# [Exercise goal]
Only the number is needed: how many lines of the entries below contain the word "EntityKind".

(Dataset entries)
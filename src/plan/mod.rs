/// Plan domain layer: local validation rules and the wire codec.
pub mod codec;
pub mod validate;

pub use codec::{decode_routers, encode_plan};
pub use validate::{Violation, validate};
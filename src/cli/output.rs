/// Output formatting: bordered text tables and error lines.
use std::fmt::Display;
use std::io::Write;

use comfy_table::presets::ASCII_FULL;
use comfy_table::{Cell, Table, TableComponent};

/// Render `rows` under `header` as an ASCII table, newline-terminated.
///
/// Every column is as wide as its widest cell plus one space of padding on
/// each side. A separator line follows the header and every row:
///
/// ```text
/// +---------+------+
/// | Name    | Type |
/// +---------+------+
/// | router1 | foo  |
/// +---------+------+
/// ```
///
/// Line breaks inside a cell are flattened to spaces so each record stays on
/// one line.
#[must_use]
pub fn render_table<R, C>(header: &[&str], rows: impl IntoIterator<Item = R>) -> String
where
    R: IntoIterator<Item = C>,
    C: AsRef<str>,
{
    let mut table = Table::new();
    table.load_preset(ASCII_FULL);
    // ASCII_FULL draws the header rule with '=' and row rules with '|' ends.
    table.set_style(TableComponent::HeaderLines, '-');
    table.set_style(TableComponent::MiddleHeaderIntersections, '+');
    table.set_style(TableComponent::LeftBorderIntersections, '+');
    table.set_style(TableComponent::RightBorderIntersections, '+');

    table.set_header(header.iter().copied().map(single_line));
    for row in rows {
        table.add_row(row.into_iter().map(|c| single_line(c.as_ref())).collect::<Vec<_>>());
    }
    format!("{table}\n")
}

fn single_line(text: &str) -> Cell {
    Cell::new(text.replace("\r\n", " ").replace(['\r', '\n'], " "))
}

/// Write an error line to stderr.
pub fn write_error(err: &dyn Display) {
    let stderr = std::io::stderr();
    let mut out = stderr.lock();
    let _ = writeln!(out, "Error: {err}");
}
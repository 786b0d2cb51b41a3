/// Blocking HTTP implementation of [`ApiClient`].
use std::time::Duration;

use reqwest::blocking::Client;
use reqwest::header::{CONTENT_TYPE, HeaderValue};
use tracing::debug;

use super::{ApiClient, ApiRequest, ApiResponse, ClientError};

/// Client for the platform REST API.
#[derive(Debug, Clone)]
pub struct HttpClient {
    client: Client,
    target: String,
    token: Option<String>,
}

impl HttpClient {
    /// Create a client for `target` (e.g. "http://localhost:8080").
    ///
    /// A trailing `/` on the target is dropped so request paths can start with one.
    ///
    /// # Errors
    ///
    /// Returns `ClientError` if the target is not an http(s) URL, the token is not
    /// a valid header value, or the underlying client cannot be built.
    pub fn new(
        target: &str,
        token: Option<String>,
        timeout: Duration,
    ) -> Result<Self, ClientError> {
        if !(target.starts_with("http://") || target.starts_with("https://")) {
            return Err(ClientError::InvalidTarget(target.to_owned()));
        }
        if let Some(token) = &token {
            HeaderValue::from_str(&format!("Bearer {token}"))
                .map_err(|_| ClientError::InvalidToken)?;
        }

        let client = Client::builder().timeout(timeout).build()?;
        Ok(Self {
            client,
            target: target.trim_end_matches('/').to_owned(),
            token,
        })
    }

    /// The base URL requests are sent to.
    #[must_use]
    pub fn target(&self) -> &str {
        &self.target
    }
}

impl ApiClient for HttpClient {
    fn send(&self, request: ApiRequest) -> Result<ApiResponse, ClientError> {
        let url = format!("{}{}", self.target, request.path);
        debug!(method = %request.method, %url, "sending request");

        let mut builder = self.client.request(request.method, &url);
        if let Some(token) = &self.token {
            builder = builder.bearer_auth(token);
        }
        if let Some(body) = request.body {
            builder = builder
                .header(CONTENT_TYPE, HeaderValue::from_static("application/json"))
                .body(body);
        }

        let response = builder.send()?;
        let status = response.status();
        let body = response.bytes()?.to_vec();
        debug!(status = status.as_u16(), bytes = body.len(), "received response");

        Ok(ApiResponse { status, body })
    }
}
//! CLI command implementations

pub mod utils;

pub mod completions;
pub mod component;
pub mod link;
pub mod order;
pub mod shell;
pub mod supplier;
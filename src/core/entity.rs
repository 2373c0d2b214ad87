//! Entity trait - common interface for registry-held entity types

use crate::core::identity::{EntityId, EntityKind};

/// Common trait for entities that live in a registry and are looked up by ID
pub trait Entity {
    /// The kind of identifier this entity carries
    const KIND: EntityKind;

    /// Get the entity's unique ID
    fn id(&self) -> &EntityId;
}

# [Written solution]
2